On December 12, 1964, Frederick Williams, a 21-year-old chemistry major at the University of Pittsburgh from Basking Ridge, New Jersey, drove his 1959 Chrysler station wagon through the bridge's wooden barricades, raced off the end of the bridge, and landed upside-down but unhurt on the other side, 190 feet away at the north bank of the Allegheny River. His adventure is documented in WQED-TV's double Mid-Atlantic region Emmy Award-winning documentary "Flying off the Bridge to Nowhere and Other Tales of Pittsburgh Bridges", narrated by Rick Sebak.
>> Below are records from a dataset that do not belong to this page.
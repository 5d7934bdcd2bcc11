//! Per-call generation state.

use crate::biome::{blend_biome_at_column, Biome, BiomeNeighbourhood};
use crate::chunk::ChunkPos;
use crate::generator::GenerationStats;
use crate::grid::{FlagField, GenFlags, VoxelArea, VoxelGrid};
use crate::heightmap::Heightmap;
use crate::noise::NoiseChannels;
use crate::palette::Palette;
use glam::{IVec2, IVec3};
use std::collections::VecDeque;
use voxgen_core::{ContentId, ContentKey, RealmKind};

/// Everything one `make_block` call reads and writes.
///
/// Built by the generator, threaded through every pass, then consumed into
/// the call's output. The flag field lives and dies here.
pub struct GenerationContext<'a> {
    pub seed: u64,
    pub pos: ChunkPos,
    pub realm: RealmKind,
    pub biome: Biome,
    pub neighbourhood: BiomeNeighbourhood,
    pub grid: &'a mut VoxelGrid,
    pub flags: FlagField,
    pub palette: &'a Palette,
    pub channels: &'a NoiseChannels,
    pub heightmap: Heightmap,
    /// Base rock of this chunk is limestone instead of stone.
    pub limestone: bool,
    pub liquid_queue: VecDeque<IVec3>,
    pub stats: GenerationStats,
}

impl<'a> GenerationContext<'a> {
    #[inline]
    pub fn node_min(&self) -> IVec3 {
        self.pos.node_min()
    }

    #[inline]
    pub fn node_max(&self) -> IVec3 {
        self.pos.node_max()
    }

    /// The target chunk without halo.
    pub fn chunk_area(&self) -> VoxelArea {
        VoxelArea::of_chunk(self.pos)
    }

    #[inline]
    pub fn id(&self, key: ContentKey) -> ContentId {
        self.palette.id(key)
    }

    /// Stone or limestone, depending on the chunk.
    #[inline]
    pub fn base_rock(&self) -> ContentId {
        if self.limestone {
            self.id(ContentKey::Limestone)
        } else {
            self.id(ContentKey::Stone)
        }
    }

    /// Content at `p`, or the unknown marker outside the grid.
    #[inline]
    pub fn content(&self, p: IVec3) -> ContentId {
        self.grid
            .content(p)
            .unwrap_or_else(|| self.id(ContentKey::Ignore))
    }

    #[inline]
    pub fn is(&self, p: IVec3, key: ContentKey) -> bool {
        self.grid.content(p) == Some(self.id(key))
    }

    /// Carved by the dungeon generator during this call.
    #[inline]
    pub fn is_dungeon_inside(&self, p: IVec3) -> bool {
        self.flags.intersects(p, GenFlags::DUNGEON_INSIDE)
    }

    /// Biome that governs surface and decoration rules at a column.
    pub fn column_biome(&self, column: IVec2) -> Biome {
        blend_biome_at_column(self.seed, self.pos, &self.neighbourhood, column)
    }

    /// Ground height of a column of the target chunk.
    pub fn ground_at(&self, column: IVec2) -> i32 {
        self.heightmap
            .at_column(column)
            .map(i32::from)
            .unwrap_or_else(|| self.heightmap.avg_height())
    }

    /// Write a decoration voxel if the target is open and not dungeon interior.
    ///
    /// Open means air or unknown, plus water when `into_water` is set.
    /// Positions outside the grid are clipped.
    pub fn place_decoration(&mut self, p: IVec3, key: ContentKey, into_water: bool) -> bool {
        let Some(content) = self.grid.content(p) else {
            return false;
        };
        let open = content == self.id(ContentKey::Air)
            || content == self.id(ContentKey::Ignore)
            || (into_water && content == self.id(ContentKey::WaterSource));
        if !open || self.is_dungeon_inside(p) {
            return false;
        }
        let id = self.id(key);
        self.grid.set_content(p, id)
    }

    /// Queue a voxel for the external fluid stepper, at most once per call.
    ///
    /// Positions outside the grid are dropped.
    pub fn push_liquid(&mut self, p: IVec3) -> bool {
        if !self.grid.area().contains(p) || self.flags.intersects(p, GenFlags::LIQUID_QUEUED) {
            return false;
        }
        self.flags.insert(p, GenFlags::LIQUID_QUEUED);
        self.liquid_queue.push_back(p);
        true
    }
}
//! Ground height and humidity sampling.
//!
//! Both are 2D functions of the column only; a chunk's Y coordinate never
//! changes its heightmap.

use crate::chunk::{ChunkPos, CHUNK_SIZE, WATER_LEVEL};
use crate::noise::{NoiseField, NoiseParams};
use glam::IVec2;

const CHUNK: usize = CHUNK_SIZE as usize;

/// Vertical scale applied to the shaped height sample.
pub const HEIGHT_SCALE: f64 = 25.0;
/// Exponent flattening lowlands while keeping peaks.
pub const HEIGHT_EXPONENT: f64 = 1.9;
/// Lowest value [`ground_height`] can return.
pub const MIN_GROUND: i32 = WATER_LEVEL + 1 - HEIGHT_SCALE as i32;
/// Highest value [`ground_height`] can return.
pub const MAX_GROUND: i32 = WATER_LEVEL + 1 + HEIGHT_SCALE as i32;

/// Ground height of a column from an already-built height field.
pub fn ground_height_at(field: &NoiseField, column: IVec2) -> i16 {
    let mut h = field.at_column(column).clamp(-1.0, 1.0);
    if h > 0.0 {
        h = h.powf(HEIGHT_EXPONENT);
    }
    (h * HEIGHT_SCALE) as i16 + (WATER_LEVEL + 1) as i16
}

/// Ground height of a column.
///
/// Always within [`MIN_GROUND`]`..=`[`MAX_GROUND`].
pub fn ground_height(seed: u64, column: IVec2) -> i16 {
    ground_height_at(&NoiseField::new(NoiseParams::ground_height(seed)), column)
}

/// Humidity of a column from an already-built humidity field, in `[0, 1]`.
pub fn humidity_at(field: &NoiseField, column: IVec2) -> f32 {
    (0.5 + field.at_column(column) * 0.5).clamp(0.0, 1.0) as f32
}

pub fn humidity(seed: u64, column: IVec2) -> f32 {
    humidity_at(&NoiseField::new(NoiseParams::humidity(seed)), column)
}

/// Ground heights of the 16x16 columns of one chunk.
#[derive(Debug, Clone, PartialEq, Eq)]
pub struct Heightmap {
    origin: IVec2,
    /// Indexed as heights[z][x].
    heights: [[i16; CHUNK]; CHUNK],
}

impl Heightmap {
    /// Sample every column of `pos` from the ground-height field.
    pub fn generate(field: &NoiseField, pos: ChunkPos) -> Self {
        let min = pos.node_min();
        let origin = IVec2::new(min.x, min.z);
        let mut heights = [[0i16; CHUNK]; CHUNK];
        for (local_z, row) in heights.iter_mut().enumerate() {
            for (local_x, cell) in row.iter_mut().enumerate() {
                *cell = ground_height_at(field, origin + IVec2::new(local_x as i32, local_z as i32));
            }
        }
        Self { origin, heights }
    }

    /// Every column of `pos` at the same height.
    pub fn flat(pos: ChunkPos, height: i16) -> Self {
        let min = pos.node_min();
        Self {
            origin: IVec2::new(min.x, min.z),
            heights: [[height; CHUNK]; CHUNK],
        }
    }

    /// Height at a local column; `None` outside `0..16`.
    pub fn get(&self, local_x: usize, local_z: usize) -> Option<i16> {
        self.heights.get(local_z)?.get(local_x).copied()
    }

    /// Height at a world column; `None` when the column is not in this chunk.
    pub fn at_column(&self, column: IVec2) -> Option<i16> {
        let local = column - self.origin;
        if local.x < 0 || local.y < 0 {
            return None;
        }
        self.get(local.x as usize, local.y as usize)
    }

    pub fn heights(&self) -> &[[i16; CHUNK]; CHUNK] {
        &self.heights
    }

    pub fn min_height(&self) -> i16 {
        self.heights.iter().flatten().copied().min().unwrap_or(0)
    }

    pub fn max_height(&self) -> i16 {
        self.heights.iter().flatten().copied().max().unwrap_or(0)
    }

    /// Locally-averaged ground level, rounded toward zero.
    pub fn avg_height(&self) -> i32 {
        let sum: i32 = self.heights.iter().flatten().map(|h| *h as i32).sum();
        sum / (CHUNK * CHUNK) as i32
    }

    /// Whether the Y span `[bottom, top]` comes within `margin` of the ground band.
    ///
    /// The band runs from the lowest to the highest column, not the average
    /// height, so a chunk holding any column's surface always qualifies.
    pub fn near_ground(&self, bottom: i32, top: i32, margin: i32) -> bool {
        top >= self.min_height() as i32 - margin && bottom <= self.max_height() as i32 + margin
    }
}

/// Largest height jump across the shared edge of two laterally adjacent chunks.
///
/// Returns `None` when the chunks do not share an edge.
pub fn max_seam_delta(field: &NoiseField, a: ChunkPos, b: ChunkPos) -> Option<i32> {
    let (first, second, along_x) = match (b.x - a.x, b.z - a.z) {
        (1, 0) => (a, b, true),
        (-1, 0) => (b, a, true),
        (0, 1) => (a, b, false),
        (0, -1) => (b, a, false),
        _ => return None,
    };
    let hm1 = Heightmap::generate(field, first);
    let hm2 = Heightmap::generate(field, second);
    let last = CHUNK - 1;
    (0..CHUNK)
        .filter_map(|i| {
            let (h1, h2) = if along_x {
                (hm1.get(last, i)?, hm2.get(0, i)?)
            } else {
                (hm1.get(i, last)?, hm2.get(i, 0)?)
            };
            Some((h1 as i32 - h2 as i32).abs())
        })
        .max()
}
Within a few weeks of this near tragedy, Pittsburgh radio personality, Rege Cordic, distributed commemorative bumper stickers which read "Official Entry, Cordic & Company Bridge Leap Contest." With thousands of vehicles bearing these stickers on Pittsburgh's streets, the city responded by blocking off the end of the bridge with concrete barriers.

The northwestern ramps were completed in 1969, allowing access to Pennsylvania Route 65, while the northeastern ramps were completed in 1986, with the construction of the northern section of Interstate 279 (North Shore Expressway) which runs through Downtown Pittsburgh's Golden Triangle and north towards Interstate 79. The bridge touches down halfway between Acrisure Stadium and PNC Park Baseball Stadium on the City's North Shore.